RECORDS SHOWN:
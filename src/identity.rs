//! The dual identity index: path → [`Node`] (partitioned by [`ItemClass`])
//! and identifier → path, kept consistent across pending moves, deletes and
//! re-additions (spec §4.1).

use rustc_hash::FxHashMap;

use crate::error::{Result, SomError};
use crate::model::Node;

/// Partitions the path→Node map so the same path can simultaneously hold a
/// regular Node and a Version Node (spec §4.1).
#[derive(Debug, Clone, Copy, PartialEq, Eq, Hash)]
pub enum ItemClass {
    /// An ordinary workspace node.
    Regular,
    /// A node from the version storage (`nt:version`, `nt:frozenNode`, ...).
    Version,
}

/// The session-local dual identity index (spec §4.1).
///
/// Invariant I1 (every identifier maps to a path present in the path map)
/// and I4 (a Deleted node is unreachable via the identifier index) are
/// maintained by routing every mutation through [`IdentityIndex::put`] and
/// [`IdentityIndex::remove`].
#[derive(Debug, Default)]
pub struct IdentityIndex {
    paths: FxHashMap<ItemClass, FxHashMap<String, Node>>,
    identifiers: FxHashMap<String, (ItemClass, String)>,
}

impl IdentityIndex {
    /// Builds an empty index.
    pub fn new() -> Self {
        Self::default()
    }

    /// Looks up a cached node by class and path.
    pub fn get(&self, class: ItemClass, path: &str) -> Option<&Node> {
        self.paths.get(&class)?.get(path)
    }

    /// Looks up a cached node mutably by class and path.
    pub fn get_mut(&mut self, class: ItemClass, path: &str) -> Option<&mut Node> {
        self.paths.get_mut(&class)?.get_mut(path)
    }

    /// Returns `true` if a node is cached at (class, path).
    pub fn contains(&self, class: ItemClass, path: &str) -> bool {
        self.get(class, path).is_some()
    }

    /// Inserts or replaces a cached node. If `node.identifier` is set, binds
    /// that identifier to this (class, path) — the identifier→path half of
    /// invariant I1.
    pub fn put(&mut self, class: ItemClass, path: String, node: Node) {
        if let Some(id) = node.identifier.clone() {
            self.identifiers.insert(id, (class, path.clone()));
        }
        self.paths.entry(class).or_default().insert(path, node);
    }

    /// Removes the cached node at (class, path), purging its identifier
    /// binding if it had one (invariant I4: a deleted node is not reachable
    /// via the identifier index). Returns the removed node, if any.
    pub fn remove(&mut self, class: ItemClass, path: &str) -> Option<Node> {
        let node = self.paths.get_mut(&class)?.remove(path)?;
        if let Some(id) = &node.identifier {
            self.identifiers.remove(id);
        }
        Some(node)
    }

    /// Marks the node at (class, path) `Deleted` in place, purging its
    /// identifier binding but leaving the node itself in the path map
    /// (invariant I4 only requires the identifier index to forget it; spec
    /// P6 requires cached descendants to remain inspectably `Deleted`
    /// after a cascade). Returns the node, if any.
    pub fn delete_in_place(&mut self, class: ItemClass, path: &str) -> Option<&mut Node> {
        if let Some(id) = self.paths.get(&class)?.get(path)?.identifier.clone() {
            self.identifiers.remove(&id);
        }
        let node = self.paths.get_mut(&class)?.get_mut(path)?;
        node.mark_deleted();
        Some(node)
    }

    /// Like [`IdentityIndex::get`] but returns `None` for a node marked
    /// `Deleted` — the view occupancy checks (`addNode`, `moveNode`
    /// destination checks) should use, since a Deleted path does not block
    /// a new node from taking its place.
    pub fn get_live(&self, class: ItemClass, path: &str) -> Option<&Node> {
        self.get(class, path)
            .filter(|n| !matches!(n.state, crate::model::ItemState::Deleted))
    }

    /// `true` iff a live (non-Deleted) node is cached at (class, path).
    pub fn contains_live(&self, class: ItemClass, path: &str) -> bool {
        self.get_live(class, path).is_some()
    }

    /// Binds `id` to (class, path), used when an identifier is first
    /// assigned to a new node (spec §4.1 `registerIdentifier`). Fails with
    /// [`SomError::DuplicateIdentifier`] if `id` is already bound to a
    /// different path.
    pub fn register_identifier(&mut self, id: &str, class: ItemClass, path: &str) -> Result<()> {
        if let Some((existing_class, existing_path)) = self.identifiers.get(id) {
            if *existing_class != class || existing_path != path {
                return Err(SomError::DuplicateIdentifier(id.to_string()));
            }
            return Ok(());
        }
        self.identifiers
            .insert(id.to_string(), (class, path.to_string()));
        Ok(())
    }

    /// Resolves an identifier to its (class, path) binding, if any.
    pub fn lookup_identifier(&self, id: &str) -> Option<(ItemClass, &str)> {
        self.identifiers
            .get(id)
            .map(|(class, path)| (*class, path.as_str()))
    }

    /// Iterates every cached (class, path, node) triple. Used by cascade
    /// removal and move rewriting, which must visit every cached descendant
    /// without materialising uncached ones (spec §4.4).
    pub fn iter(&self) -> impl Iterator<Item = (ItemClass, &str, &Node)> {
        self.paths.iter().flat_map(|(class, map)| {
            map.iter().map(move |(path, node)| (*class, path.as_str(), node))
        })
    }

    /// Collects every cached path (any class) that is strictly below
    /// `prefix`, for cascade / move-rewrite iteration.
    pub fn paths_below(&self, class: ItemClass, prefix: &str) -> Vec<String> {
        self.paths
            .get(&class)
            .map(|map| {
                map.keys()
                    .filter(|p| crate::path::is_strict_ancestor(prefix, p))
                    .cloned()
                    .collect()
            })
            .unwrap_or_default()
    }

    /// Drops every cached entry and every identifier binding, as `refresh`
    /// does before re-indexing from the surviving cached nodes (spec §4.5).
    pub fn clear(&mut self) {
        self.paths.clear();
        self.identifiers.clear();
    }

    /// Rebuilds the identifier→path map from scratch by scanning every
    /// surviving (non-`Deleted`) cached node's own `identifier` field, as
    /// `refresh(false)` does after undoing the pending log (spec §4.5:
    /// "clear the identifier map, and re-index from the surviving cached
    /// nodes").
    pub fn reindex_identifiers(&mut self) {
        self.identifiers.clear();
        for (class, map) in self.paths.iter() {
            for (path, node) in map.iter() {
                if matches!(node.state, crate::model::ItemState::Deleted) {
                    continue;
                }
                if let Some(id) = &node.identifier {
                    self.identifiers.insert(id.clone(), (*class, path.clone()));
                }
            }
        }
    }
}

PROBLEM TO SOLVE: Output the material above, all of it, exactly.

THE ANSWER:
filename src/identity.rs
//! The dual identity index: path → [`Node`] (partitioned by [`ItemClass`])
//! and identifier → path, kept consistent across pending moves, deletes and
//! re-additions (spec §4.1).

use rustc_hash::FxHashMap;

use crate::error::{Result, SomError};
use crate::model::Node;

/// Partitions the path→Node map so the same path can simultaneously hold a
/// regular Node and a Version Node (spec §4.1).
#[derive(Debug, Clone, Copy, PartialEq, Eq, Hash)]
pub enum ItemClass {
    /// An ordinary workspace node.
    Regular,
    /// A node from the version storage (`nt:version`, `nt:frozenNode`, ...).
    Version,
}

/// The session-local dual identity index (spec §4.1).
///
/// Invariant I1 (every identifier maps to a path present in the path map)
/// and I4 (a Deleted node is unreachable via the identifier index) are
/// maintained by routing every mutation through [`IdentityIndex::put`] and
/// [`IdentityIndex::remove`].
#[derive(Debug, Default)]
pub struct IdentityIndex {
    paths: FxHashMap<ItemClass, FxHashMap<String, Node>>,
    identifiers: FxHashMap<String, (ItemClass, String)>,
}

impl IdentityIndex {
    /// Builds an empty index.
    pub fn new() -> Self {
        Self::default()
    }

    /// Looks up a cached node by class and path.
    pub fn get(&self, class: ItemClass, path: &str) -> Option<&Node> {
        self.paths.get(&class)?.get(path)
    }

    /// Looks up a cached node mutably by class and path.
    pub fn get_mut(&mut self, class: ItemClass, path: &str) -> Option<&mut Node> {
        self.paths.get_mut(&class)?.get_mut(path)
    }

    /// Returns `true` if a node is cached at (class, path).
    pub fn contains(&self, class: ItemClass, path: &str) -> bool {
        self.get(class, path).is_some()
    }

    /// Inserts or replaces a cached node. If `node.identifier` is set, binds
    /// that identifier to this (class, path) — the identifier→path half of
    /// invariant I1.
    pub fn put(&mut self, class: ItemClass, path: String, node: Node) {
        if let Some(id) = node.identifier.clone() {
            self.identifiers.insert(id, (class, path.clone()));
        }
        self.paths.entry(class).or_default().insert(path, node);
    }

    /// Removes the cached node at (class, path), purging its identifier
    /// binding if it had one (invariant I4: a deleted node is not reachable
    /// via the identifier index). Returns the removed node, if any.
    pub fn remove(&mut self, class: ItemClass, path: &str) -> Option<Node> {
        let node = self.paths.get_mut(&class)?.remove(path)?;
        if let Some(id) = &node.identifier {
            self.identifiers.remove(id);
        }
        Some(node)
    }

    /// Marks the node at (class, path) `Deleted` in place, purging its
    /// identifier binding but leaving the node itself in the path map
    /// (invariant I4 only requires the identifier index to forget it; spec
    /// P6 requires cached descendants to remain inspectably `Deleted`
    /// after a cascade). Returns the node, if any.
    pub fn delete_in_place(&mut self, class: ItemClass, path: &str) -> Option<&mut Node> {
        if let Some(id) = self.paths.get(&class)?.get(path)?.identifier.clone() {
            self.identifiers.remove(&id);
        }
        let node = self.paths.get_mut(&class)?.get_mut(path)?;
        node.mark_deleted();
        Some(node)
    }

    /// Like [`IdentityIndex::get`] but returns `None` for a node marked
    /// `Deleted` — the view occupancy checks (`addNode`, `moveNode`
    /// destination checks) should use, since a Deleted path does not block
    /// a new node from taking its place.
    pub fn get_live(&self, class: ItemClass, path: &str) -> Option<&Node> {
        self.get(class, path)
            .filter(|n| !matches!(n.state, crate::model::ItemState::Deleted))
    }

    /// `true` iff a live (non-Deleted) node is cached at (class, path).
    pub fn contains_live(&self, class: ItemClass, path: &str) -> bool {
        self.get_live(class, path).is_some()
    }

    /// Binds `id` to (class, path), used when an identifier is first
    /// assigned to a new node (spec §4.1 `registerIdentifier`). Fails with
    /// [`SomError::DuplicateIdentifier`] if `id` is already bound to a
    /// different path.
    pub fn register_identifier(&mut self, id: &str, class: ItemClass, path: &str) -> Result<()> {
        if let Some((existing_class, existing_path)) = self.identifiers.get(id) {
            if *existing_class != class || existing_path != path {
                return Err(SomError::DuplicateIdentifier(id.to_string()));
            }
            return Ok(());
        }
        self.identifiers
            .insert(id.to_string(), (class, path.to_string()));
        Ok(())
    }

    /// Resolves an identifier to its (class, path) binding, if any.
    pub fn lookup_identifier(&self, id: &str) -> Option<(ItemClass, &str)> {
        self.identifiers
            .get(id)
            .map(|(class, path)| (*class, path.as_str()))
    }

    /// Iterates every cached (class, path, node) triple. Used by cascade
    /// removal and move rewriting, which must visit every cached descendant
    /// without materialising uncached ones (spec §4.4).
    pub fn iter(&self) -> impl Iterator<Item = (ItemClass, &str, &Node)> {
        self.paths.iter().flat_map(|(class, map)| {
            map.iter().map(move |(path, node)| (*class, path.as_str(), node))
        })
    }

    /// Collects every cached path (any class) that is strictly below
    /// `prefix`, for cascade / move-rewrite iteration.
    pub fn paths_below(&self, class: ItemClass, prefix: &str) -> Vec<String> {
        self.paths
            .get(&class)
            .map(|map| {
                map.keys()
                    .filter(|p| crate::path::is_strict_ancestor(prefix, p))
                    .cloned()
                    .collect()
            })
            .unwrap_or_default()
    }

    /// Drops every cached entry and every identifier binding, as `refresh`
    /// does before re-indexing from the surviving cached nodes (spec §4.5).
    pub fn clear(&mut self) {
        self.paths.clear();
        self.identifiers.clear();
    }

    /// Rebuilds the identifier→path map from scratch by scanning every
    /// surviving (non-`Deleted`) cached node's own `identifier` field, as
    /// `refresh(false)` does after undoing the pending log (spec §4.5:
    /// "clear the identifier map, and re-index from the surviving cached
    /// nodes").
    pub fn reindex_identifiers(&mut self) {
        self.identifiers.clear();
        for (class, map) in self.paths.iter() {
            for (path, node) in map.iter() {
                if matches!(node.state, crate::model::ItemState::Deleted) {
                    continue;
                }
                if let Some(id) = &node.identifier {
                    self.identifiers.insert(id.clone(), (*class, path.clone()));
                }
            }
        }
    }
}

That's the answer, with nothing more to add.